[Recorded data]

• • • • • • •

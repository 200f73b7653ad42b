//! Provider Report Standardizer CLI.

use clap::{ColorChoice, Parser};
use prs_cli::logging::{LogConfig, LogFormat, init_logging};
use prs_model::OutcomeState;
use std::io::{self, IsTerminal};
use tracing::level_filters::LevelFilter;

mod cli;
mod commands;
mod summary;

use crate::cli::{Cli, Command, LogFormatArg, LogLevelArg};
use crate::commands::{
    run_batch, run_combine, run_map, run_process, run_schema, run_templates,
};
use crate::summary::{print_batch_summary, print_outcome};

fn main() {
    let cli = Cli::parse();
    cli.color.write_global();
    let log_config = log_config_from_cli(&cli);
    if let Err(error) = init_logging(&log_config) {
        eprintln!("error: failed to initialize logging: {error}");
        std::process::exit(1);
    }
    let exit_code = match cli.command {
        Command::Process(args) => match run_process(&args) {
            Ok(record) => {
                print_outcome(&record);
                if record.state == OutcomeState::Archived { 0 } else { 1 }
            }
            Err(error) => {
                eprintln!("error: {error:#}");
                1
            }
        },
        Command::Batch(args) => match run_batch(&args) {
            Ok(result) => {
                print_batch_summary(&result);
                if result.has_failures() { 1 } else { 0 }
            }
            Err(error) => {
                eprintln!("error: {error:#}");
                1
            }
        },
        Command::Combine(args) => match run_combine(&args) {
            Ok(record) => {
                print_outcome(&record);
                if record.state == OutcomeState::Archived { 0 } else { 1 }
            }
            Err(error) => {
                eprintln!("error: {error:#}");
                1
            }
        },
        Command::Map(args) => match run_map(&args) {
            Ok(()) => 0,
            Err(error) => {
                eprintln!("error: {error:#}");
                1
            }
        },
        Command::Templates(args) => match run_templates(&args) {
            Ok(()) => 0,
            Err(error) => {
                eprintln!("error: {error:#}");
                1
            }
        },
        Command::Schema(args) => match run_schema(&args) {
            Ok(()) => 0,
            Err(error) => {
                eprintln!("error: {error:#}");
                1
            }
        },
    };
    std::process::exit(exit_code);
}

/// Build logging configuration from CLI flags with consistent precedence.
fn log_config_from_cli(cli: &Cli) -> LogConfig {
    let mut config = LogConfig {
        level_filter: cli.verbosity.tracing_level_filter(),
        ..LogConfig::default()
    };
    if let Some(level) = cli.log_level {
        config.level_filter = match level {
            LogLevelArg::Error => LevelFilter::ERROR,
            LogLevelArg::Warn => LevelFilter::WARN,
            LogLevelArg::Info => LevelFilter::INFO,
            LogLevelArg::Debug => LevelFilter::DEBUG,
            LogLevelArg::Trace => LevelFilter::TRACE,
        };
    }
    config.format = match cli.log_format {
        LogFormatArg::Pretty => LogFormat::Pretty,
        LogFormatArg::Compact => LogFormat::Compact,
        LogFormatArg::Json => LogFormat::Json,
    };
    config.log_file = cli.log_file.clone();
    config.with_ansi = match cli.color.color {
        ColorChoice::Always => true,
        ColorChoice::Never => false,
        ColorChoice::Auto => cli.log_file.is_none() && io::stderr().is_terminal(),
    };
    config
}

• • • • • • •

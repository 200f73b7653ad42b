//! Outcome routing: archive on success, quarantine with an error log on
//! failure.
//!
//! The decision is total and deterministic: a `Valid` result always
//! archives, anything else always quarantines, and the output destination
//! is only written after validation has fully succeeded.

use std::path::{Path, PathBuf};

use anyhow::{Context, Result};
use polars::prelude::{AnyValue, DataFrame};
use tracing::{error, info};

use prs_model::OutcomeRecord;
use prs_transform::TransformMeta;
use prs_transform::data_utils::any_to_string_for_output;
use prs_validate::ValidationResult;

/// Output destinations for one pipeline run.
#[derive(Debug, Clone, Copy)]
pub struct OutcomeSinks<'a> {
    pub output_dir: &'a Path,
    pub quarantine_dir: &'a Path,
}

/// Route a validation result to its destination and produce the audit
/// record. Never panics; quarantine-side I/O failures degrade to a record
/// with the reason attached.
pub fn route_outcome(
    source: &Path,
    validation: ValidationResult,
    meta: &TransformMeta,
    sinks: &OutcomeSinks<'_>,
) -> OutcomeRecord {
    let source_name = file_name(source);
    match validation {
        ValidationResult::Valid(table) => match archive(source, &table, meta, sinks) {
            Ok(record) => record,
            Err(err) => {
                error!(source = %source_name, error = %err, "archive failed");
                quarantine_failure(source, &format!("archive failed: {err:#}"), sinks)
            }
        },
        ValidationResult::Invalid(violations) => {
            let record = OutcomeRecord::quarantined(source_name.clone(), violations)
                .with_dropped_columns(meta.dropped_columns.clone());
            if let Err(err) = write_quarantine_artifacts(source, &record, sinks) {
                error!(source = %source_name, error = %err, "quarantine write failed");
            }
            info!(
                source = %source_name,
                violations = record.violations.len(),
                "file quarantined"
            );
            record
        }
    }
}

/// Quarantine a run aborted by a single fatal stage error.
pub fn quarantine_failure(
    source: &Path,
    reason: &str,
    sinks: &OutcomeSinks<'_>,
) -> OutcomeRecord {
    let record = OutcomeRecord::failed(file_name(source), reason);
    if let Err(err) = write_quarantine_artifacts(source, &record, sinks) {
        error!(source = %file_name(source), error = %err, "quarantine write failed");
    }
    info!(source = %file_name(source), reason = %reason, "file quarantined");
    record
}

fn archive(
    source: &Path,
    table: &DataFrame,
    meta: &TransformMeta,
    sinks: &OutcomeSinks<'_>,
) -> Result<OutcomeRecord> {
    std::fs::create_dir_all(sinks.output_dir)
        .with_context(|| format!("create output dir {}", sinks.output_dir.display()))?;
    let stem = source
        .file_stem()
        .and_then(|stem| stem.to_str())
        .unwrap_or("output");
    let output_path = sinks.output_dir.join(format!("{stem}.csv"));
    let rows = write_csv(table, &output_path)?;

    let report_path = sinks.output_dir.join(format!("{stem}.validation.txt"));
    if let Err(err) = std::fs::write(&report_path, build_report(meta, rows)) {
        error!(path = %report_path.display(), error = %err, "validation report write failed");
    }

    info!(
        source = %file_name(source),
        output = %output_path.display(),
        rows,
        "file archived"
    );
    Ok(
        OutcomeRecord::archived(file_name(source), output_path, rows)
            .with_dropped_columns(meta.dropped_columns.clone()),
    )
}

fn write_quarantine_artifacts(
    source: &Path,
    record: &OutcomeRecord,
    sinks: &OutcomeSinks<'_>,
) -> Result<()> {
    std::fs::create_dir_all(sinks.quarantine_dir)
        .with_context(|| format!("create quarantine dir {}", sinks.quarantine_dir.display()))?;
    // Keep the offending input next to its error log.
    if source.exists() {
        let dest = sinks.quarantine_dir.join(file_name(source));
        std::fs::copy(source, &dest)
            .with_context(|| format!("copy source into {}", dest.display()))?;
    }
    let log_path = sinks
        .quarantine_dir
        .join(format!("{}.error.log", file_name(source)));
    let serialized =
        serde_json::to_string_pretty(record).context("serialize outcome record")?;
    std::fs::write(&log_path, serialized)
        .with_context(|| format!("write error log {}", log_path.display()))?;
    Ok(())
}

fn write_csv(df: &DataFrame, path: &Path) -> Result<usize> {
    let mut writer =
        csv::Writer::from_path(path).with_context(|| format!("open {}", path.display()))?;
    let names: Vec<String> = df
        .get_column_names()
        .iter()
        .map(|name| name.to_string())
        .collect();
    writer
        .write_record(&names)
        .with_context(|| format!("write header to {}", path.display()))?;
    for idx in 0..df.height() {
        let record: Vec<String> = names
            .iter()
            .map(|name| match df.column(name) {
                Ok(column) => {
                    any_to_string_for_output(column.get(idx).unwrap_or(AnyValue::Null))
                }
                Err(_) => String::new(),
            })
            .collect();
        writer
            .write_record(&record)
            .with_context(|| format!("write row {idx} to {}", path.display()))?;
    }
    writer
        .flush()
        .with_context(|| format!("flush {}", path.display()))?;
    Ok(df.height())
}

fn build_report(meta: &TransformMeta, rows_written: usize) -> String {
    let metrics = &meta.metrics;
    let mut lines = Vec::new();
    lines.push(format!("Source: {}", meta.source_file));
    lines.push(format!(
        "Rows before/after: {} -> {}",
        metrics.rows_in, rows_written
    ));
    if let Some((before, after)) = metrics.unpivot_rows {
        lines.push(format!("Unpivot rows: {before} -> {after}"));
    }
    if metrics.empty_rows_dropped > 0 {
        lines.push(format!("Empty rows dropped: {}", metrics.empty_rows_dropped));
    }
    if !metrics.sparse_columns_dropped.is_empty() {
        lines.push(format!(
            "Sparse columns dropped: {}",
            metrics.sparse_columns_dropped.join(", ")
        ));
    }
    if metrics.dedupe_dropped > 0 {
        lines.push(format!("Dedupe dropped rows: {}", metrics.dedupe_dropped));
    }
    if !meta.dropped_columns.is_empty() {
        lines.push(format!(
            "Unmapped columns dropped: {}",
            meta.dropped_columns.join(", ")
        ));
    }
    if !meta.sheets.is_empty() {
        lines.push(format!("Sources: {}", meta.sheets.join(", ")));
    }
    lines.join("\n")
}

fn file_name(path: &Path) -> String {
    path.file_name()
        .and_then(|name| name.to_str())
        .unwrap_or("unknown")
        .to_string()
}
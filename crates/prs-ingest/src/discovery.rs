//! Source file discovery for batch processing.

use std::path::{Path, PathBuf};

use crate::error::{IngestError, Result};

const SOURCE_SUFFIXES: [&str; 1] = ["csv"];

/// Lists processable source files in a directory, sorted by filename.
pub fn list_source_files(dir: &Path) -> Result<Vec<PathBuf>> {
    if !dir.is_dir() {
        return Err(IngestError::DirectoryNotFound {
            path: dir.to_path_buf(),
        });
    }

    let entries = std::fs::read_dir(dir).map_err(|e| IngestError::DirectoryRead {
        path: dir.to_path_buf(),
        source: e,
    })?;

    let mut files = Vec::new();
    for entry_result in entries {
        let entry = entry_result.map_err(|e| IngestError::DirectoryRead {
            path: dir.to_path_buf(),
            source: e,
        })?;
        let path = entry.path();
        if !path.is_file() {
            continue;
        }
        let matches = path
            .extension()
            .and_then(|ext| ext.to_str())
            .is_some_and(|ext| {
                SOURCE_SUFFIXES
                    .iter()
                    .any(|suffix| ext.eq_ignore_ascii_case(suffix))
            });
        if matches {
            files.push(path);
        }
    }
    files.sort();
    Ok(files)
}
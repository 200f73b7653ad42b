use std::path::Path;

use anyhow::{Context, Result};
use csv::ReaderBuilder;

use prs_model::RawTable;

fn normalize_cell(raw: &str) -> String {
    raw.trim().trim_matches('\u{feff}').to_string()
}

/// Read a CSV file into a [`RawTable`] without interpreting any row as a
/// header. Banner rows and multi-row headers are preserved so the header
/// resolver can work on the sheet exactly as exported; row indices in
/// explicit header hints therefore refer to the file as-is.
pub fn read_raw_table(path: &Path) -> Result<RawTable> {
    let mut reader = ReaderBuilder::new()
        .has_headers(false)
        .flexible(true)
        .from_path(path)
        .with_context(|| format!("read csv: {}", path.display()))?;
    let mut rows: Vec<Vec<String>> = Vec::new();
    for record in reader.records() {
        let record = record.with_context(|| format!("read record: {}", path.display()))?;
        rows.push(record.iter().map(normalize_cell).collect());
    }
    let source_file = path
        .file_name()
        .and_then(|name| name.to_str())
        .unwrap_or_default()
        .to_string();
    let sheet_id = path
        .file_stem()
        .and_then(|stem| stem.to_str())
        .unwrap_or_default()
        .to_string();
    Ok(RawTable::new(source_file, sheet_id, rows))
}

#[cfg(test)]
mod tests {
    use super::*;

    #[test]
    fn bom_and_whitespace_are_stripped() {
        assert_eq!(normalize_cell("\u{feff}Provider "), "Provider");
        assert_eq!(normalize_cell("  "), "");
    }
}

• • • • • • •

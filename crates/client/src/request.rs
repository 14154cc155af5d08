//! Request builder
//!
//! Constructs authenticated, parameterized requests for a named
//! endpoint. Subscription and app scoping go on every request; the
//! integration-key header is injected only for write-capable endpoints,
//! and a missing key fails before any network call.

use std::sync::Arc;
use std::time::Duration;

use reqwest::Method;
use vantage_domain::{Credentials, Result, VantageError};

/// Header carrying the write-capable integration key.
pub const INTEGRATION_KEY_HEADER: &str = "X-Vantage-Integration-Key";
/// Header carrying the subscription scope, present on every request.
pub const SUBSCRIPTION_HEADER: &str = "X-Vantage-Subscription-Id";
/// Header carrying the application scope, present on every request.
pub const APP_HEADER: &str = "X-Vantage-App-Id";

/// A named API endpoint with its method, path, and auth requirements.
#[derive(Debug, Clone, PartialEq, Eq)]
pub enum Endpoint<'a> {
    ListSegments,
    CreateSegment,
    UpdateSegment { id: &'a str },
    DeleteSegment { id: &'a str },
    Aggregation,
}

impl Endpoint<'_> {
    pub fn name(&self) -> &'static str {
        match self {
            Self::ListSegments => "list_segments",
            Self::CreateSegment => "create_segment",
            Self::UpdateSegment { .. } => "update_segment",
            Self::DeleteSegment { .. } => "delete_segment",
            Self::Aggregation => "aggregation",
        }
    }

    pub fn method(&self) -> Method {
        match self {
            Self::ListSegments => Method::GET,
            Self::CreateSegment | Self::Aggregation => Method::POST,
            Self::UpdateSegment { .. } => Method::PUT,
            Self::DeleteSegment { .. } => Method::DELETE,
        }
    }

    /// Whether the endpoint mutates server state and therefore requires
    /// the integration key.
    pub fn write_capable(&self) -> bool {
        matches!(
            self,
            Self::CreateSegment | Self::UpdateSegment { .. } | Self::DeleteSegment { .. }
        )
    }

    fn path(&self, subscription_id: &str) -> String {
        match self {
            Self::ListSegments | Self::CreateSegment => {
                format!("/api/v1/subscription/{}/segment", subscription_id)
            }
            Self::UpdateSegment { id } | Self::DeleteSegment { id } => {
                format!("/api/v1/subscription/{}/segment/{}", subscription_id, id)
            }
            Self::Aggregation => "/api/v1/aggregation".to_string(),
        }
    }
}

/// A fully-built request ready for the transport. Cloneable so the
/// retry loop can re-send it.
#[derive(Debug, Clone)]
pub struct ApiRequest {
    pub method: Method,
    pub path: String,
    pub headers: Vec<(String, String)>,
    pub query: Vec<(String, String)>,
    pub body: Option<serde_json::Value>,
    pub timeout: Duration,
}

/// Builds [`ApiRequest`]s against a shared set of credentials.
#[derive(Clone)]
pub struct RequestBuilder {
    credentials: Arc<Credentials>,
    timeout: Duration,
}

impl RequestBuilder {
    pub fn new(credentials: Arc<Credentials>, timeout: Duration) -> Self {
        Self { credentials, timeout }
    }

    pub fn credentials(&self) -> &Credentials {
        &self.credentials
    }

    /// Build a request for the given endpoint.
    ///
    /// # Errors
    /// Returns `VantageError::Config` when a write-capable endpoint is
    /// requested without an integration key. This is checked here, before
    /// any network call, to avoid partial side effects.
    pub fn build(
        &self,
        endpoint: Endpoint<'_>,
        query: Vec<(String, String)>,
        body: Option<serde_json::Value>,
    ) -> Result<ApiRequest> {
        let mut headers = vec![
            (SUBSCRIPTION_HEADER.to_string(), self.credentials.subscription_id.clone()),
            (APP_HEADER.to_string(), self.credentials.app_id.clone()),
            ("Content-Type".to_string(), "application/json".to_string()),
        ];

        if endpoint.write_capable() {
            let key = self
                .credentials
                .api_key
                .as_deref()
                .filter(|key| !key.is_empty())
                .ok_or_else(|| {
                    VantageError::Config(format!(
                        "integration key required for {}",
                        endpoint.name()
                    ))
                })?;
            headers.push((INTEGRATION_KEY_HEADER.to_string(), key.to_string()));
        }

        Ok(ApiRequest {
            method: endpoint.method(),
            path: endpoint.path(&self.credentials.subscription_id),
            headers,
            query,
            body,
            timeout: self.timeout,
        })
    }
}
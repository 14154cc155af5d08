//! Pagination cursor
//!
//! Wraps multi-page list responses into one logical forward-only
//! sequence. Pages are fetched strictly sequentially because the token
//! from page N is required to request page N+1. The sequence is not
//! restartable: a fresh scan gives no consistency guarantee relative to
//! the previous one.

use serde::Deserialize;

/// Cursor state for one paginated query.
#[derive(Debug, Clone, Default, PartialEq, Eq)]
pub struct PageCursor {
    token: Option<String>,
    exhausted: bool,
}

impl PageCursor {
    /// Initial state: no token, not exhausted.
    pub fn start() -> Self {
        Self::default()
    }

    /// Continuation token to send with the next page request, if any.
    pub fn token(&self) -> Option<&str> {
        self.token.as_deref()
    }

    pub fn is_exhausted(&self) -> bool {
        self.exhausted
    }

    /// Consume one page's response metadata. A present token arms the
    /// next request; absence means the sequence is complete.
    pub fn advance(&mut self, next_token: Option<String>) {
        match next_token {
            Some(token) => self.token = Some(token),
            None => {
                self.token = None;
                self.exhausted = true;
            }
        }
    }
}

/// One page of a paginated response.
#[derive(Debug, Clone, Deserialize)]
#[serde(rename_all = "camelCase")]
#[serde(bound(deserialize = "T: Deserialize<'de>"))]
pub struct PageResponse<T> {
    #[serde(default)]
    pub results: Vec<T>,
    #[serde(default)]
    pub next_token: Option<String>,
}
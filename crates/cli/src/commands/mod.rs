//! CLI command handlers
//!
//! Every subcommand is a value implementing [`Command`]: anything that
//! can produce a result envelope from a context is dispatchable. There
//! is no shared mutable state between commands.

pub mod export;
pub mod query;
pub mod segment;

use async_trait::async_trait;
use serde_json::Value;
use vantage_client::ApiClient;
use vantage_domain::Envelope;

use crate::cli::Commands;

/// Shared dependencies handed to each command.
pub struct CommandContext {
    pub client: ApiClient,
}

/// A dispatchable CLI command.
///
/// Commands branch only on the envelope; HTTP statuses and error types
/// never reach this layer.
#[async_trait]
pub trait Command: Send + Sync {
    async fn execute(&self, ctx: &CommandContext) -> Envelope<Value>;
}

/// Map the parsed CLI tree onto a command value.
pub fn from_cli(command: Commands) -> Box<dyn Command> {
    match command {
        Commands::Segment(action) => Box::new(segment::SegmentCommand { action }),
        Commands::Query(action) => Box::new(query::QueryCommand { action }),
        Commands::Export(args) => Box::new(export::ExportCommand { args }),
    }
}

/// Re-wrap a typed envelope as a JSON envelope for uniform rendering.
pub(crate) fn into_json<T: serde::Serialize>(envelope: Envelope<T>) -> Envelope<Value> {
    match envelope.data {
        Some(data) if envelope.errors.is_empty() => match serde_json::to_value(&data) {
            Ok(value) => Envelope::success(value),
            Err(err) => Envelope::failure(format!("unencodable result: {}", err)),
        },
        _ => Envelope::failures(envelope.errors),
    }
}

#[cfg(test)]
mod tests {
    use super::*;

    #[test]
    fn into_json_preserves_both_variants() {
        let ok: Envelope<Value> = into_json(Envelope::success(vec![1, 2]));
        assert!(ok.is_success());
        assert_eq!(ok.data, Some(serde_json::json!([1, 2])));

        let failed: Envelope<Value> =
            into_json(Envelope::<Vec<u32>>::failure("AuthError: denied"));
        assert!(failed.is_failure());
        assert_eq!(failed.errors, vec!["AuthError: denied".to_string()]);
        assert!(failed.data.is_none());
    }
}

• • • • • • •

= To do =
Each line of the records that contains the string "sequence" must be copied.

= Final answer =
//! sequence. Pages are fetched strictly sequentially because the token
//! from page N is required to request page N+1. The sequence is not
    /// next request; absence means the sequence is complete.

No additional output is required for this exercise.